At the end of last week, the Help to Buy ISA scheme was described as a “scandal”, after it emerged that first time buyers will not be able to use the Government’s bonus for an initial deposit on their new home.

More than 500,000 hopeful buyers have opened a Help to Buy ISA account since the former chancellor, George Osborne, launched the scheme on the basis that it provided “direct Government support” for those saving for a deposit.

However, it has now emerged that a flaw in the scheme means the 25% Government bonus on savings will not be paid out until the property sale has completed.

Experts claim that this clause renders the scheme technically useless, as it was designed for those struggling to find the initial lump sum to put down on a home, and means that many will still be reliant on loans from family members, if available.

Homebuyers are typically required to provide a deposit of 10% or more of the property’s value when they exchange contracts. For many first time buyers, this is all the equity they have to put into the purchase.

The small print of the scheme means the Government bonus cannot be used for this initial deposit, and can only be spent as part of the purchase cost, for example, on mortgage payments, once the deal is complete.

The Treasury has been forced to admit that the clause was included to stop people having access to the bonus without actually buying a home.

The Help to Buy ISA Scandal Explained

The Help to Buy ISA Scandal Explained

The accounts, which launched last year, allow customers to save up to £200 per month, to which the Government adds 25%, up to a final total of £15,000.

So far, less than 1,500 people have used the ISAs to help them buy a home, as the limit on how much can be paid into the account each month means they have only just accumulated a realistic amount to put towards a deposit.

Andrew Boast, of SAM Conveyancing, comments: “It is a scandal. The Government launched this scheme declaredly to help people save the large exchange deposit required to buy a home. But what unsuspecting first time buyers are now horrified to discover is that, under the scheme rules, they cannot use the bonus as part of this deposit.”

Sources at high street banks said they were unaware of the restrictions, which state: “The bonus cannot be used for the deposit due at the exchange of contracts, to pay for solicitor’s, estate agent’s fees or any other indirect costs associated with buying a home.”

Banks and building societies have been selling the ISAs on the premise that they can be used to boost deposits. They may now be forced to change their advertising.
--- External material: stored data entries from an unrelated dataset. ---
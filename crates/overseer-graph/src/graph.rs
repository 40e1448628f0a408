//! The dependency graph itself. The central invariant: the edge set is a DAG, and the
//! adjacency and reverse-index mappings are exact mutual inverses of the edge table.
//! Every mutation runs the would-this-cycle check *before* committing anything.

use crate::analysis::AnalysisCache;
use crate::edge::{DependencyEdge, DependencyType};
use crate::node::TaskNode;
use overseer_core::error::{OverseerError, Result};
use overseer_core::identifier::{EdgeKey, ProjectId, TaskId};
use overseer_core::task::{Task, TaskStatus};
use petgraph::algo::tarjan_scc;
use petgraph::graph::DiGraph;
use std::collections::{BTreeMap, BTreeSet};

/// An in-memory DAG of tasks with typed dependency edges
#[derive(Debug, Clone)]
pub struct DependencyGraph {
    pub(crate) project_id: ProjectId,
    pub(crate) nodes: BTreeMap<TaskId, TaskNode>,
    /// Edge table keyed `"{dependent}->{dependency}"`
    pub(crate) edges: BTreeMap<String, DependencyEdge>,
    /// dependency id → ids of tasks waiting on it
    pub(crate) adjacency: BTreeMap<TaskId, BTreeSet<TaskId>>,
    /// dependent id → ids of tasks it waits on
    pub(crate) reverse_index: BTreeMap<TaskId, BTreeSet<TaskId>>,
    /// Memoised analyses; `None` after any structural mutation
    pub(crate) cache: Option<AnalysisCache>,
}

impl DependencyGraph {
    pub fn new(project_id: ProjectId) -> Self {
        Self {
            project_id,
            nodes: BTreeMap::new(),
            edges: BTreeMap::new(),
            adjacency: BTreeMap::new(),
            reverse_index: BTreeMap::new(),
            cache: None,
        }
    }

    pub fn project_id(&self) -> &ProjectId {
        &self.project_id
    }

    pub fn node_count(&self) -> usize {
        self.nodes.len()
    }

    pub fn edge_count(&self) -> usize {
        self.edges.len()
    }

    pub fn is_empty(&self) -> bool {
        self.nodes.is_empty()
    }

    pub fn node(&self, id: &TaskId) -> Option<&TaskNode> {
        self.nodes.get(id)
    }

    pub fn task_ids(&self) -> impl Iterator<Item = &TaskId> {
        self.nodes.keys()
    }

    pub fn edges(&self) -> impl Iterator<Item = &DependencyEdge> {
        self.edges.values()
    }

    /// Insert a node for a task.
    ///
    /// Idempotent when the identical task is already present; a different task under
    /// the same id fails with the `conflict` kind.
    pub fn add_task(&mut self, task: Task) -> Result<()> {
        if let Some(existing) = self.nodes.get(&task.id) {
            if existing.task == task {
                return Ok(());
            }
            return Err(OverseerError::conflict(format!(
                "task {} already exists with different attributes",
                task.id
            )));
        }
        self.adjacency.entry(task.id.clone()).or_default();
        self.reverse_index.entry(task.id.clone()).or_default();
        self.nodes.insert(task.id.clone(), TaskNode::new(task));
        self.invalidate();
        Ok(())
    }

    /// Add an edge: `dependent` must wait for `dependency`.
    ///
    /// Requires both endpoints, forbids self-edges and duplicates, and refuses any
    /// edge that would make the graph cyclic — the check runs before the commit, so
    /// a rejected call leaves no trace.
    pub fn add_dependency(
        &mut self,
        dependent: &TaskId,
        dependency: &TaskId,
        dep_type: DependencyType,
        weight: f64,
        critical: bool,
        description: Option<String>,
    ) -> Result<()> {
        if dependent == dependency {
            return Err(OverseerError::validation(format!(
                "task {} cannot depend on itself",
                dependent
            )));
        }
        if !self.nodes.contains_key(dependent) {
            return Err(OverseerError::validation(format!(
                "unknown dependent task {}",
                dependent
            )));
        }
        if !self.nodes.contains_key(dependency) {
            return Err(OverseerError::validation(format!(
                "unknown dependency task {}",
                dependency
            )));
        }
        if !weight.is_finite() || weight <= 0.0 {
            return Err(OverseerError::validation(format!(
                "edge weight must be positive, got {}",
                weight
            )));
        }

        let key = EdgeKey::new(dependent.clone(), dependency.clone()).to_string();
        if self.edges.contains_key(&key) {
            return Err(OverseerError::conflict(format!("edge {} already exists", key)));
        }
        if self.reaches(dependent, dependency) {
            return Err(OverseerError::cycle(format!(
                "adding {} would close a cycle: {} already reaches {}",
                key, dependent, dependency
            )));
        }

        let mut edge = DependencyEdge::new(dependent.clone(), dependency.clone(), dep_type)
            .with_weight(weight)
            .with_critical(critical);
        edge.description = description;
        self.edges.insert(key, edge);

        self.adjacency
            .entry(dependency.clone())
            .or_default()
            .insert(dependent.clone());
        self.reverse_index
            .entry(dependent.clone())
            .or_default()
            .insert(dependency.clone());
        if let Some(node) = self.nodes.get_mut(dependent) {
            node.add_dependency(dependency.clone());
        }
        if let Some(node) = self.nodes.get_mut(dependency) {
            node.add_dependent(dependent.clone());
        }
        self.invalidate();
        Ok(())
    }

    /// Remove an edge. No-op when the edge is absent.
    pub fn remove_dependency(&mut self, dependent: &TaskId, dependency: &TaskId) {
        let key = EdgeKey::new(dependent.clone(), dependency.clone()).to_string();
        if self.edges.remove(&key).is_none() {
            return;
        }
        if let Some(dependents) = self.adjacency.get_mut(dependency) {
            dependents.remove(dependent);
        }
        if let Some(dependencies) = self.reverse_index.get_mut(dependent) {
            dependencies.remove(dependency);
        }
        if let Some(node) = self.nodes.get_mut(dependent) {
            node.remove_dependency(dependency);
        }
        if let Some(node) = self.nodes.get_mut(dependency) {
            node.remove_dependent(dependent);
        }
        self.invalidate();
    }

    /// Move a task to a new status.
    ///
    /// Status changes do not touch the topology, so memoised analyses survive.
    pub fn update_task_status(&mut self, id: &TaskId, status: TaskStatus) -> Result<()> {
        let node = self
            .nodes
            .get_mut(id)
            .ok_or_else(|| OverseerError::validation(format!("unknown task {}", id)))?;
        node.task.set_status(status);
        Ok(())
    }

    /// Pending tasks whose every dependency is completed, in id order
    pub fn ready_tasks(&self) -> Vec<TaskId> {
        self.nodes
            .iter()
            .filter(|(id, node)| {
                node.task.status == TaskStatus::Pending
                    && self
                        .dependencies_of(id)
                        .all(|dep| {
                            self.nodes
                                .get(dep)
                                .map(|n| n.task.status == TaskStatus::Completed)
                                .unwrap_or(false)
                        })
            })
            .map(|(id, _)| id.clone())
            .collect()
    }

    /// Ids this task waits on
    pub fn dependencies_of<'a>(&'a self, id: &TaskId) -> impl Iterator<Item = &'a TaskId> {
        self.reverse_index.get(id).into_iter().flatten()
    }

    /// Ids waiting on this task
    pub fn dependents_of<'a>(&'a self, id: &TaskId) -> impl Iterator<Item = &'a TaskId> {
        self.adjacency.get(id).into_iter().flatten()
    }

    /// Find all cycles. Steady state always returns an empty list; the function is
    /// total for diagnostics on deserialised data.
    pub fn detect_cycles(&self) -> Vec<Vec<TaskId>> {
        let mut graph = DiGraph::<TaskId, ()>::new();
        let mut indices = BTreeMap::new();
        for id in self.nodes.keys() {
            indices.insert(id.clone(), graph.add_node(id.clone()));
        }
        for (dependency, dependents) in &self.adjacency {
            for dependent in dependents {
                if let (Some(&from), Some(&to)) = (indices.get(dependency), indices.get(dependent))
                {
                    graph.add_edge(from, to, ());
                }
            }
        }
        tarjan_scc(&graph)
            .into_iter()
            .filter(|component| component.len() > 1)
            .map(|component| {
                component
                    .into_iter()
                    .map(|index| graph[index].clone())
                    .collect()
            })
            .collect()
    }

    /// Whether `start` reaches `goal` by following dependent links. Used as the
    /// pre-commit cycle check.
    pub(crate) fn reaches(&self, start: &TaskId, goal: &TaskId) -> bool {
        let mut stack = vec![start];
        let mut visited = BTreeSet::new();
        while let Some(current) = stack.pop() {
            if current == goal {
                return true;
            }
            if !visited.insert(current) {
                continue;
            }
            if let Some(dependents) = self.adjacency.get(current) {
                stack.extend(dependents.iter());
            }
        }
        false
    }

    pub(crate) fn invalidate(&mut self) {
        self.cache = None;
    }
}

#[cfg(test)]
pub(crate) mod testing {
    //! Shared fixtures for the graph test modules

    use super::*;
    use overseer_core::identifier::ProjectId;

    pub fn graph_of(tasks: &[(&str, f64)]) -> DependencyGraph {
        let project = ProjectId::new("p1").unwrap();
        let mut graph = DependencyGraph::new(project.clone());
        for (name, hours) in tasks {
            let task = Task::new(TaskId::new(*name).unwrap(), project.clone(), *name, *hours)
                .unwrap();
            graph.add_task(task).unwrap();
        }
        graph
    }

    pub fn id(name: &str) -> TaskId {
        TaskId::new(name).unwrap()
    }

    pub fn depend(graph: &mut DependencyGraph, dependent: &str, dependency: &str) -> Result<()> {
        graph.add_dependency(
            &id(dependent),
            &id(dependency),
            DependencyType::Task,
            1.0,
            false,
            None,
        )
    }
}
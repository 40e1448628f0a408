//! Incremental updates between graph snapshots. The delta is computed against a
//! previous checksum: identical fingerprints yield an empty delta, anything else a
//! full record. Applying a full delta rebuilds the graph — adjacency and reverse
//! index in lockstep with nodes and edges — and drops the memoised analyses.

use crate::graph::DependencyGraph;
use crate::serial::{GraphFormat, SerializedGraph};
use overseer_core::error::Result;

/// The difference between a previous snapshot and the current graph
#[derive(Debug, Clone)]
pub enum GraphDelta {
    /// Checksums match; nothing to transfer
    Empty,
    /// Anything changed: the full current record
    Full(Box<SerializedGraph>),
}

impl GraphDelta {
    pub fn is_empty(&self) -> bool {
        matches!(self, GraphDelta::Empty)
    }
}

impl DependencyGraph {
    /// Compute the delta against a previously observed checksum
    pub fn delta_since(&mut self, previous_checksum: &str, format: GraphFormat) -> Result<GraphDelta> {
        let record = self.serialize(format)?;
        if record.checksum == previous_checksum {
            Ok(GraphDelta::Empty)
        } else {
            Ok(GraphDelta::Full(Box::new(record)))
        }
    }

    /// Apply a delta in place. Returns whether the graph changed.
    pub fn apply_delta(&mut self, delta: GraphDelta) -> Result<bool> {
        match delta {
            GraphDelta::Empty => Ok(false),
            GraphDelta::Full(record) => {
                *self = DependencyGraph::from_serialized(&record)?;
                self.invalidate();
                Ok(true)
            }
        }
    }
}
pub mod chunk_key;

pub use chunk_key::{ChunkKey, KeyParseError, KEY_HEX_LEN, KEY_SIZE};
use std::io::Read;
use std::time::Duration;

use rusty_s3::actions::{ListObjectsV2, S3Action};
use rusty_s3::{Bucket, Credentials, UrlStyle};
use tracing::debug;

use bits_types::{ChunkKey, KEY_HEX_LEN};

use crate::error::{BitsError, Result};
use crate::remote::Remote;

/// Validity window for presigned request URLs.
const PRESIGN_DURATION: Duration = Duration::from_secs(3600);

/// Page size for bucket listings.
const LIST_PAGE_SIZE: usize = 500;

/// Chunk remote backed by an S3-compatible bucket. Objects are named by the
/// full hex form of their key, at the bucket root.
pub struct S3Remote {
    bucket: Bucket,
    credentials: Credentials,
    agent: ureq::Agent,
}

impl S3Remote {
    pub fn new(
        bucket_name: &str,
        domain: &str,
        region: &str,
        access_key: &str,
        secret_key: &str,
    ) -> Result<Self> {
        let endpoint = format!("https://{domain}")
            .parse()
            .map_err(|e| BitsError::Config(format!("invalid S3 domain '{domain}': {e}")))?;

        let bucket = Bucket::new(
            endpoint,
            UrlStyle::VirtualHost,
            bucket_name.to_string(),
            region.to_string(),
        )
        .map_err(|e| BitsError::Config(format!("failed to create S3 bucket handle: {e}")))?;

        let credentials = Credentials::new(access_key, secret_key);

        let agent = ureq::AgentBuilder::new()
            .timeout_connect(Duration::from_secs(30))
            .timeout_read(Duration::from_secs(300))
            .timeout_write(Duration::from_secs(300))
            .build();

        Ok(Self {
            bucket,
            credentials,
            agent,
        })
    }
}

/// Counts bytes pulled through a reader, so uploads can report their size.
struct CountingReader<'a> {
    inner: &'a mut dyn Read,
    count: u64,
}

impl Read for CountingReader<'_> {
    fn read(&mut self, buf: &mut [u8]) -> std::io::Result<usize> {
        let n = self.inner.read(buf)?;
        self.count += n as u64;
        Ok(n)
    }
}

impl Remote for S3Remote {
    fn chunk_read(&self, key: &ChunkKey) -> Result<Box<dyn Read + Send>> {
        let url = self
            .bucket
            .get_object(Some(&self.credentials), &key.to_hex())
            .sign(PRESIGN_DURATION);

        match self.agent.get(url.as_str()).call() {
            Ok(resp) => Ok(Box::new(resp.into_reader())),
            Err(ureq::Error::Status(404, _)) => Err(BitsError::Remote(format!(
                "chunk {key} not found in bucket"
            ))),
            Err(e) => Err(BitsError::Remote(format!("S3 GET {key}: {e}"))),
        }
    }

    fn chunk_write(&self, key: &ChunkKey, body: &mut dyn Read) -> Result<u64> {
        let url = self
            .bucket
            .put_object(Some(&self.credentials), &key.to_hex())
            .sign(PRESIGN_DURATION);

        let mut counting = CountingReader {
            inner: body,
            count: 0,
        };
        self.agent
            .put(url.as_str())
            .send(&mut counting)
            .map_err(|e| BitsError::Remote(format!("S3 PUT {key}: {e}")))?;
        Ok(counting.count)
    }

    fn list_keys(&self, visit: &mut dyn FnMut(ChunkKey) -> Result<()>) -> Result<()> {
        let mut continuation_token: Option<String> = None;

        loop {
            let mut action = self.bucket.list_objects_v2(Some(&self.credentials));
            action
                .query_mut()
                .insert("max-keys", LIST_PAGE_SIZE.to_string());
            if let Some(token) = &continuation_token {
                action.query_mut().insert("continuation-token", token);
            }
            let url = action.sign(PRESIGN_DURATION);

            let resp = self
                .agent
                .get(url.as_str())
                .call()
                .map_err(|e| BitsError::Remote(format!("S3 LIST: {e}")))?;
            let mut body = Vec::new();
            resp.into_reader()
                .read_to_end(&mut body)
                .map_err(|e| BitsError::Remote(format!("S3 LIST: {e}")))?;

            let body = std::str::from_utf8(&body)
                .map_err(|e| BitsError::Remote(format!("S3 LIST: bad response: {e}")))?;
            let parsed = ListObjectsV2::parse_response(body)
                .map_err(|e| BitsError::Remote(format!("S3 LIST: bad response: {e}")))?;

            for object in &parsed.contents {
                if object.key.len() != KEY_HEX_LEN {
                    continue;
                }
                match ChunkKey::from_hex(&object.key) {
                    Ok(key) => visit(key)?,
                    Err(_) => debug!(object = %object.key, "skipping non-key object"),
                }
            }

            match parsed.next_continuation_token {
                Some(token) => continuation_token = Some(token),
                None => return Ok(()),
            }
        }
    }
}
HSBC’s website says: “Saving up for a deposit for your first home? Open an HSBC Help to Buy ISA and the UK Government will reward you with an additional 25% of the amount you save, up to a maximum of £3,000.”

A promotional video by Halifax claims it will help customers “save for a bigger deposit”, while NatWest provides an online tool to show how a Help to Buy ISA could “help save for the deposit on your first home”.

The advertisements reflect Osborne’s comments when he launched the scheme. He claimed: “This new ISA provides direct Government support to anyone saving for the deposit on their first home.”

Since the scandal broke, the Treasury has backtracked on the original statement, claiming it was never intended to boost deposits. A spokesperson insisted that the bonus was instead designed purely to reduce the size of buyers’ mortgages, by boosting the equity they put it on completion.

After The Telegraph raised the issue, the Treasury also updated its Help to Buy ISA web page, making the clause more prominent.

Experts, who had previously praised the scheme, have now criticised it for simply providing a “perk” to the savers who could already afford a home.

Sky-high deposit requirements remain the greatest barrier to homeownership across the country, the Intermediary Mortgage Lenders Association reports. Halifax claims that the average first time buyer deposit is now a huge £33,000.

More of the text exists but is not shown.